Every industry has information that needs to be moved back and forth between disparate systems. If you've lived a wholesome life, those systems are just different applications on the same platform. If you've strayed from the Holy Path, those systems are written using different languages on different platforms running different operating systems on different hardware with different endian-ness. Imagine some Java app on Safari under some version of Mac OS needing to talk to some version of .NET under some version of Windows needing to talk to some EBCIDIC-speaking version of COBOL running on some mainframe.

Long before anyone envisioned the above nightmare, we used to work with SGML, which devolved into XML, which was supposed to be a trivial tolerable way to define the format and fields contained in a document, with parsers on every platform, so that information could be exchanged without either end needing to know anything more than the DTD and/or schema for purposes of validation and parsing.

In a hopelessful attempt at making this somewhat easier, wrapper libraries were written on top of XML.

Sadly, they failed.

A hand holding a large pile of pills, in front of a background of pills

In the health care industry, some open-source folks created the (H)ealthcare (API), or HAPI project, which is basically an object oriented parser for text-based healthcare industry messages. Unfortunately, it appears they suffered from Don't-Know-When-To-Stop-Syndrome™.

Rather than implementing a generic parser that simply splits a delimited or fixed-format string into a list of text-field-values, the latest version implements 1205 different parsers, each for its own top-level data structure. Most top level structures have dozens of sub-structures. Each parser has one or more accessor methods for each field. Sometimes, a field can be a single instance, or a list of instances, in which case you must programmatically figure out which accessor to use.

That's an API with approximately 15,000 method calls! WTF were these developers thinking?

For example, the class: EHC_E15_PAYMENT_REMITTANCE_DETAIL_INFO can have zero or more product service sections. So right away, I'm thinking some sort of array or list. Thus, instead of something like:

    EHC_E15_PAYMENT_REMITTANCE_DETAIL_INFO info = ...;
    List<EHC_E15_PRODUCT_SERVICE_SECTION> prodServices = info.getProductServices();
    // iterate

... you need to do one of these:

    // Get sub-structure
    EHC_E15_PAYMENT_REMITTANCE_DETAIL_INFO info = ...;
	
    // Get embedded product-services from sub-structure

    // ...if you know for certain that there will be exactly one in the message:
    EHC_E15_PRODUCT_SERVICE_SECTION prodSvc = info.getPRODUCT_SERVICE_SECTION();
	
    // ...if you don't know how many there will be:
    int n = infos.getPRODUCT_SERVICE_SECTIONReps();
    for (int i=0; i<n; i++) {
        EHC_E15_PRODUCT_SERVICE_SECTION prodSvc = info.getPRODUCT_SERVICE_SECTION(i);
        // use it
    }

    // ...or you can just grab them all and iterate
    List<EHC_E15_PRODUCT_SERVICE_SECTION> allSvcs = info.getPRODUCT_SERVICE_SECTIONAll();

...and you need to call the correct one, or risk an exception. But having multiple ways of accomplishing the same thing via the API leads to multiple ways of doing the same thing in the code that is using the API, which invariably leads to problems.

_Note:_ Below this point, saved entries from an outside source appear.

//! Routing tables built from `xl/workbook.xml`: sheet name to part, id and visibility, plus the
//! charts whose series reference each sheet.

use std::collections::BTreeMap;

use crate::error::{InjectError, Result};
use crate::relationships::{parse_relationships, resolve_target, Relationship};
use crate::xml::{NodeId, XmlTree, CHART_NS, OFFICE_REL_NS, SPREADSHEETML_NS};

pub const WORKBOOK_PART: &str = "xl/workbook.xml";

#[derive(Debug, Clone, Copy, PartialEq, Eq, Default)]
pub enum SheetVisibility {
    #[default]
    Visible,
    Hidden,
    VeryHidden,
}

impl SheetVisibility {
    /// Parse a `<sheet state>` value. Absent or unknown values mean visible.
    pub fn from_state_attr(state: Option<&str>) -> Self {
        match state {
            Some("hidden") => SheetVisibility::Hidden,
            Some("veryHidden") => SheetVisibility::VeryHidden,
            _ => SheetVisibility::Visible,
        }
    }

    /// The `state` attribute value; `None` for visible sheets, which carry no attribute.
    pub fn state_attr(self) -> Option<&'static str> {
        match self {
            SheetVisibility::Visible => None,
            SheetVisibility::Hidden => Some("hidden"),
            SheetVisibility::VeryHidden => Some("veryHidden"),
        }
    }

    pub fn level(self) -> i64 {
        match self {
            SheetVisibility::Visible => 0,
            SheetVisibility::Hidden => 1,
            SheetVisibility::VeryHidden => 2,
        }
    }
}

/// Only `0`, `1` and `2` are levels; negative numbers are rejected rather than ignored.
impl TryFrom<i64> for SheetVisibility {
    type Error = InjectError;

    fn try_from(level: i64) -> Result<Self> {
        match level {
            0 => Ok(SheetVisibility::Visible),
            1 => Ok(SheetVisibility::Hidden),
            2 => Ok(SheetVisibility::VeryHidden),
            other => Err(InjectError::InvalidState(other)),
        }
    }
}

#[derive(Debug, Clone, PartialEq, Eq)]
pub struct SheetEntry {
    pub name: String,
    pub sheet_id: u32,
    pub rel_id: String,
    /// Full part name inside the package, e.g. `xl/worksheets/sheet1.xml`.
    pub part: String,
    pub visibility: SheetVisibility,
}

impl SheetEntry {
    /// File name of the worksheet part (`sheet1.xml`).
    pub fn file_name(&self) -> &str {
        self.part.rsplit('/').next().unwrap_or(&self.part)
    }
}

/// The relationship id of a `<sheet>`: `r:id` in the transitional namespace, or any prefixed
/// `id` attribute for producers that bind a different relationship namespace.
fn sheet_rel_id(tree: &XmlTree, sheet: NodeId) -> Option<String> {
    tree.attr_ns(sheet, OFFICE_REL_NS, "id")
        .or_else(|| {
            tree.attrs(sheet)
                .iter()
                .find(|(key, _)| {
                    key.rsplit_once(':')
                        .is_some_and(|(prefix, local)| prefix != "xmlns" && local == "id")
                })
                .map(|(_, value)| value.as_str())
        })
        .map(str::to_string)
}

/// `<sheet>` elements of the workbook's `<sheets>` list, in tab order.
pub(crate) fn sheet_nodes(tree: &XmlTree) -> Vec<NodeId> {
    let root = tree.root();
    tree.find_child(root, SPREADSHEETML_NS, "sheets")
        .map(|sheets| tree.find_children(sheets, SPREADSHEETML_NS, "sheet").collect())
        .unwrap_or_default()
}

/// Fallback part name when the workbook relationship for a sheet is missing.
fn conventional_part(rel_id: &str) -> String {
    let digits: String = rel_id.chars().filter(char::is_ascii_digit).collect();
    format!("xl/worksheets/sheet{digits}.xml")
}

fn is_chart_part(name: &str) -> bool {
    let name = name.trim_start_matches('/');
    name.to_ascii_lowercase()
        .strip_prefix("xl/charts/chart")
        .is_some_and(|rest| rest.ends_with(".xml") && !rest.contains('/'))
}

/// Formula texts (`<c:f>`) of a chart part.
fn chart_formulas(bytes: &[u8]) -> Result<Vec<String>> {
    let xml = std::str::from_utf8(bytes)?;
    let doc = roxmltree::Document::parse(xml)?;
    Ok(doc
        .descendants()
        .filter(|n| n.is_element() && n.tag_name().name() == "f")
        .filter(|n| n.tag_name().namespace() == Some(CHART_NS))
        .filter_map(|n| n.text().map(str::to_string))
        .collect())
}

/// `true` when `formula` references a range on the sheet called `name`.
pub(crate) fn references_sheet(formula: &str, name: &str) -> bool {
    let quoted = format!("'{}'!", name.replace('\'', "''"));
    if formula.contains(&quoted) {
        return true;
    }
    let bare = format!("{name}!");
    formula.match_indices(&bare).any(|(idx, _)| {
        formula[..idx]
            .chars()
            .next_back()
            .map_or(true, |prev| {
                !(prev.is_alphanumeric() || prev == '_' || prev == '.' || prev == '\'')
            })
    })
}

#[derive(Debug, Clone, Default)]
pub struct SheetDirectory {
    entries: Vec<SheetEntry>,
    charts: BTreeMap<String, Vec<String>>,
}

impl SheetDirectory {
    /// Build the directory.
    ///
    /// `rels` is the workbook relationship part, when present. `part_names` lists every entry of
    /// the package and `read_part` loads one of them, used to scan chart parts.
    pub fn build<F>(
        workbook: &XmlTree,
        rels: Option<&[u8]>,
        part_names: &[String],
        mut read_part: F,
    ) -> Result<Self>
    where
        F: FnMut(&str) -> Result<Vec<u8>>,
    {
        let rels: Vec<Relationship> = match rels {
            Some(bytes) => parse_relationships(bytes)?,
            None => Vec::new(),
        };

        let mut entries: Vec<SheetEntry> = Vec::new();
        for sheet in sheet_nodes(workbook) {
            let name = workbook
                .attr(sheet, "name")
                .ok_or_else(|| InjectError::Invalid("<sheet> without name".into()))?
                .to_string();
            if entries.iter().any(|e| e.name == name) {
                return Err(InjectError::Invalid(format!("duplicate sheet name {name:?}")));
            }
            let sheet_id = workbook
                .attr(sheet, "sheetId")
                .and_then(|id| id.trim().parse().ok())
                .ok_or_else(|| {
                    InjectError::Invalid(format!("sheet {name:?} has no valid sheetId"))
                })?;
            let rel_id = sheet_rel_id(workbook, sheet)
                .ok_or_else(|| InjectError::Invalid(format!("sheet {name:?} has no r:id")))?;

            let part = match rels.iter().find(|rel| rel.id == rel_id && !rel.external) {
                Some(rel) => resolve_target(WORKBOOK_PART, &rel.target),
                None => {
                    let part = conventional_part(&rel_id);
                    log::warn!(
                        "no workbook relationship {rel_id} for sheet {name:?}; assuming {part}"
                    );
                    part
                }
            };

            entries.push(SheetEntry {
                name,
                sheet_id,
                rel_id,
                part,
                visibility: SheetVisibility::from_state_attr(workbook.attr(sheet, "state")),
            });
        }

        let mut charts: BTreeMap<String, Vec<String>> = BTreeMap::new();
        let mut chart_parts: Vec<&String> =
            part_names.iter().filter(|n| is_chart_part(n)).collect();
        chart_parts.sort();
        for chart in chart_parts {
            let formulas = chart_formulas(&read_part(chart.as_str())?)?;
            for entry in &entries {
                if formulas.iter().any(|f| references_sheet(f, &entry.name)) {
                    charts
                        .entry(entry.name.clone())
                        .or_default()
                        .push(chart.trim_start_matches('/').to_string());
                }
            }
        }

        log::debug!("sheet directory: {} sheets, {} with charts", entries.len(), charts.len());
        Ok(Self { entries, charts })
    }

    pub fn entries(&self) -> &[SheetEntry] {
        &self.entries
    }

    pub fn names(&self) -> impl Iterator<Item = &str> {
        self.entries.iter().map(|e| e.name.as_str())
    }

    pub fn position(&self, name: &str) -> Option<usize> {
        self.entries.iter().position(|e| e.name == name)
    }

    pub fn get(&self, index: usize) -> Option<&SheetEntry> {
        self.entries.get(index)
    }

    /// Index of `name`, or `UnknownSheet` listing the available names.
    pub fn require(&self, name: &str) -> Result<usize> {
        self.position(name).ok_or_else(|| InjectError::UnknownSheet {
            name: name.to_string(),
            available: self.names().map(str::to_string).collect(),
        })
    }

    /// Chart parts associated with `name`, sorted by part name.
    pub fn charts_for(&self, name: &str) -> &[String] {
        self.charts.get(name).map(Vec::as_slice).unwrap_or_default()
    }

    /// Re-read every sheet's visibility from a freshly parsed workbook tree.
    pub fn refresh_visibility(&mut self, workbook: &XmlTree) {
        for sheet in sheet_nodes(workbook) {
            let Some(name) = workbook.attr(sheet, "name") else {
                continue;
            };
            if let Some(entry) = self.entries.iter_mut().find(|e| e.name == name) {
                entry.visibility = SheetVisibility::from_state_attr(workbook.attr(sheet, "state"));
            }
        }
    }
}

#[cfg(test)]
mod tests {
    use super::*;
    use pretty_assertions::assert_eq;

    const WORKBOOK: &str = r#"<workbook xmlns="http://schemas.openxmlformats.org/spreadsheetml/2006/main" xmlns:r="http://schemas.openxmlformats.org/officeDocument/2006/relationships"><sheets><sheet name="Data" sheetId="1" r:id="rId1"/><sheet name="Hidden One" sheetId="4" state="hidden" r:id="rId2"/><sheet name="Secret" sheetId="5" state="veryHidden" r:id="rId7"/></sheets></workbook>"#;

    const RELS: &str = r#"<Relationships xmlns="http://schemas.openxmlformats.org/package/2006/relationships"><Relationship Id="rId1" Type="http://schemas.openxmlformats.org/officeDocument/2006/relationships/worksheet" Target="worksheets/sheet1.xml"/><Relationship Id="rId2" Type="http://schemas.openxmlformats.org/officeDocument/2006/relationships/worksheet" Target="/xl/worksheets/data2.xml"/></Relationships>"#;

    const CHART: &str = r#"<c:chartSpace xmlns:c="http://schemas.openxmlformats.org/drawingml/2006/chart"><c:chart><c:ser><c:val><c:numRef><c:f>'Hidden One'!$B$2:$B$5</c:f></c:numRef></c:val></c:ser></c:chart></c:chartSpace>"#;

    fn build(parts: &[(&str, &str)]) -> SheetDirectory {
        let workbook = XmlTree::parse(WORKBOOK.as_bytes()).unwrap();
        let names: Vec<String> = parts.iter().map(|(n, _)| n.to_string()).collect();
        SheetDirectory::build(&workbook, Some(RELS.as_bytes()), &names, |name| {
            parts
                .iter()
                .find(|(n, _)| *n == name)
                .map(|(_, xml)| xml.as_bytes().to_vec())
                .ok_or_else(|| InjectError::MissingPart(name.to_string()))
        })
        .unwrap()
    }

    #[test]
    fn sheets_resolve_through_workbook_relationships() {
        let dir = build(&[]);
        let parts: Vec<&str> = dir.entries().iter().map(|e| e.part.as_str()).collect();
        assert_eq!(
            parts,
            ["xl/worksheets/sheet1.xml", "xl/worksheets/data2.xml", "xl/worksheets/sheet7.xml"]
        );
        assert_eq!(dir.entries()[1].file_name(), "data2.xml");
        assert_eq!(dir.entries()[1].sheet_id, 4);
    }

    #[test]
    fn visibility_follows_the_state_attribute() {
        let dir = build(&[]);
        let states: Vec<SheetVisibility> = dir.entries().iter().map(|e| e.visibility).collect();
        assert_eq!(
            states,
            [SheetVisibility::Visible, SheetVisibility::Hidden, SheetVisibility::VeryHidden]
        );
    }

    #[test]
    fn unknown_sheets_list_the_available_names() {
        let dir = build(&[]);
        match dir.require("Nope") {
            Err(InjectError::UnknownSheet { name, available }) => {
                assert_eq!(name, "Nope");
                assert_eq!(available, ["Data", "Hidden One", "Secret"]);
            }
            other => panic!("expected UnknownSheet, got {other:?}"),
        }
        assert_eq!(dir.require("Secret").unwrap(), 2);
    }

    #[test]
    fn charts_are_associated_by_series_formulas() {
        let dir = build(&[("xl/charts/chart1.xml", CHART), ("xl/drawings/drawing1.xml", "<x/>")]);
        assert_eq!(dir.charts_for("Hidden One"), ["xl/charts/chart1.xml"]);
        assert!(dir.charts_for("Data").is_empty());
    }

    #[test]
    fn sheet_references_respect_name_boundaries() {
        assert!(references_sheet("Data!$A$1", "Data"));
        assert!(references_sheet("SUM(Data!A1:A3)", "Data"));
        assert!(!references_sheet("OldData!A1", "Data"));
        assert!(references_sheet("'It''s'!A1", "It's"));
        assert!(!references_sheet("'My Data'!A1", "Data"));
    }

    #[test]
    fn duplicate_sheet_names_are_rejected() {
        let workbook = XmlTree::parse(
            br#"<workbook xmlns="http://schemas.openxmlformats.org/spreadsheetml/2006/main" xmlns:r="http://schemas.openxmlformats.org/officeDocument/2006/relationships"><sheets><sheet name="A" sheetId="1" r:id="rId1"/><sheet name="A" sheetId="2" r:id="rId2"/></sheets></workbook>"#,
        )
        .unwrap();
        let err = SheetDirectory::build(&workbook, None, &[], |_| Ok(Vec::new())).unwrap_err();
        assert!(matches!(err, InjectError::Invalid(_)), "{err}");
    }

    #[test]
    fn levels_map_to_visibility() {
        assert_eq!(SheetVisibility::try_from(2).unwrap(), SheetVisibility::VeryHidden);
        assert!(matches!(SheetVisibility::try_from(3), Err(InjectError::InvalidState(3))));
        assert!(matches!(SheetVisibility::try_from(-1), Err(InjectError::InvalidState(-1))));
        assert_eq!(SheetVisibility::Hidden.level(), 1);
    }
}
use quick_xml::events::{BytesStart, Event};
use quick_xml::{Reader, Writer};

use crate::error::Result;

pub const CALC_CHAIN_PART: &str = "xl/calcChain.xml";

/// What to do about calculation state once cached formula results have been dropped.
///
/// Consumers recompute formulas that lack a cached `<v>` anyway; these switches additionally ask
/// for a full recalculation on open and discard a calc chain that may no longer match.
#[derive(Debug, Clone, Copy, PartialEq, Eq, Default)]
pub struct RecalcPolicy {
    /// Set `<calcPr fullCalcOnLoad="1"/>` in `xl/workbook.xml`.
    pub full_calc_on_load: bool,
    /// Remove `xl/calcChain.xml` together with its content type and workbook relationship.
    pub drop_calc_chain: bool,
}

impl RecalcPolicy {
    /// Leave calculation metadata alone.
    pub const PRESERVE: Self = Self {
        full_calc_on_load: false,
        drop_calc_chain: false,
    };

    /// Force a clean recalculation the next time the workbook is opened.
    pub const RECALC_ON_OPEN: Self = Self {
        full_calc_on_load: true,
        drop_calc_chain: true,
    };

    pub fn is_noop(&self) -> bool {
        !self.full_calc_on_load && !self.drop_calc_chain
    }
}

/// `CT_Workbook` children that must follow `<calcPr>`.
const AFTER_CALC_PR: &[&[u8]] = &[
    b"oleSize",
    b"customWorkbookViews",
    b"pivotCaches",
    b"smartTagPr",
    b"smartTagTypes",
    b"webPublishing",
    b"fileRecoveryPr",
    b"webPublishObjects",
    b"extLst",
];

fn prefixed(prefix: &[u8], local: &str) -> String {
    if prefix.is_empty() {
        local.to_string()
    } else {
        format!("{}:{local}", String::from_utf8_lossy(prefix))
    }
}

fn new_calc_pr(prefix: &[u8]) -> BytesStart<'static> {
    let mut calc_pr = BytesStart::new(prefixed(prefix, "calcPr"));
    calc_pr.push_attribute(("fullCalcOnLoad", "1"));
    calc_pr
}

fn patched_calc_pr(e: &BytesStart<'_>) -> Result<BytesStart<'static>> {
    let name = String::from_utf8_lossy(e.name().as_ref()).into_owned();
    let mut calc_pr = BytesStart::new(name);
    for attr in e.attributes() {
        let attr = attr?;
        if attr.key.as_ref() == b"fullCalcOnLoad" {
            continue;
        }
        calc_pr.push_attribute((attr.key.as_ref(), attr.value.as_ref()));
    }
    calc_pr.push_attribute(("fullCalcOnLoad", "1"));
    Ok(calc_pr)
}

/// Rewrite `xl/workbook.xml` so the consumer performs a full calculation on load.
///
/// An existing `<calcPr>` keeps its other attributes; a missing one is created in schema order.
pub fn force_full_calc_on_load(workbook_xml: &[u8]) -> Result<Vec<u8>> {
    let mut reader = Reader::from_reader(workbook_xml);
    reader.config_mut().trim_text(false);
    let mut writer = Writer::new(Vec::with_capacity(workbook_xml.len() + 64));

    let mut buf = Vec::new();
    let mut depth = 0usize;
    let mut prefix: Vec<u8> = Vec::new();
    let mut saw_calc_pr = false;

    loop {
        let event = reader.read_event_into(&mut buf)?;
        match event {
            Event::Eof => break,
            Event::Start(ref e) | Event::Empty(ref e) => {
                let is_empty = matches!(event, Event::Empty(_));
                let local = e.local_name();
                if depth == 0 {
                    prefix = e.name().prefix().map(|p| p.as_ref().to_vec()).unwrap_or_default();
                } else if depth == 1 && local.as_ref() == b"calcPr" {
                    saw_calc_pr = true;
                    let patched = patched_calc_pr(e)?;
                    writer.write_event(if is_empty {
                        Event::Empty(patched)
                    } else {
                        Event::Start(patched)
                    })?;
                    if !is_empty {
                        depth += 1;
                    }
                    buf.clear();
                    continue;
                } else if depth == 1
                    && !saw_calc_pr
                    && AFTER_CALC_PR.iter().any(|name| *name == local.as_ref())
                {
                    saw_calc_pr = true;
                    writer.write_event(Event::Empty(new_calc_pr(&prefix)))?;
                }
                if !is_empty {
                    depth += 1;
                }
                writer.write_event(event.into_owned())?;
            }
            Event::End(ref e) => {
                depth = depth.saturating_sub(1);
                if depth == 0 && !saw_calc_pr {
                    saw_calc_pr = true;
                    writer.write_event(Event::Empty(new_calc_pr(&prefix)))?;
                }
                writer.write_event(Event::End(e.to_owned()))?;
            }
            other => writer.write_event(other.into_owned())?,
        }
        buf.clear();
    }

    Ok(writer.into_inner())
}

#[cfg(test)]
mod tests {
    use super::*;

    fn run(xml: &str) -> String {
        String::from_utf8(force_full_calc_on_load(xml.as_bytes()).unwrap()).unwrap()
    }

    #[test]
    fn existing_calc_pr_keeps_its_attributes() {
        let out = run(r#"<workbook xmlns="http://schemas.openxmlformats.org/spreadsheetml/2006/main"><sheets/><calcPr calcId="191029" fullCalcOnLoad="0"/></workbook>"#);
        assert!(out.contains(r#"<calcPr calcId="191029" fullCalcOnLoad="1"/>"#), "{out}");
        assert_eq!(out.matches("calcPr").count(), 1);
    }

    #[test]
    fn missing_calc_pr_is_inserted_before_ext_lst() {
        let out = run(r#"<x:workbook xmlns:x="http://schemas.openxmlformats.org/spreadsheetml/2006/main"><x:sheets/><x:extLst><x:ext/></x:extLst></x:workbook>"#);
        assert!(
            out.contains(r#"<x:sheets/><x:calcPr fullCalcOnLoad="1"/><x:extLst>"#),
            "{out}"
        );
    }

    #[test]
    fn missing_calc_pr_is_appended_last_otherwise() {
        let out = run(r#"<workbook><sheets><sheet name="A"/></sheets></workbook>"#);
        assert!(out.ends_with(r#"</sheets><calcPr fullCalcOnLoad="1"/></workbook>"#), "{out}");
    }

    #[test]
    fn default_policy_preserves_everything() {
        assert!(RecalcPolicy::default().is_noop());
        assert_eq!(RecalcPolicy::default(), RecalcPolicy::PRESERVE);
        assert!(!RecalcPolicy::RECALC_ON_OPEN.is_noop());
    }
}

So you might say, OK, that's not SO bad; you just use what you need. Until you realize that some of these data structures are embedded ten+ levels deep, each with dozens of sub-structures and/or fields, each with multiple accessors. With those really long names. Then you realize that the developers of the HAPI got tired of typing and just started using acronyms for everything, with such descriptive data structure names as: LA1, ILT and PCR.

The API does attempt to be helpful in that if it doesn't find what it's expecting in the field you ask it to parse, it throws an exception and it's up to you to figure out what went wrong. Of course, this implies that you already know what is being sent to you in the data stream.

Anonymous worked in the healthcare industry and was charged with maintaining a library that had been wrapped around HAPI. He was routinely assigned tasks (with durations of several weeks) to simply parse one additional field. After spending far too much time choking down the volumes of documentation on the API, he wrote a generic single-class 300 line parser with some split's, substring's, parseDate's and parseInt's to replace the whole thing.

Now adding an additional field takes all of ten minutes.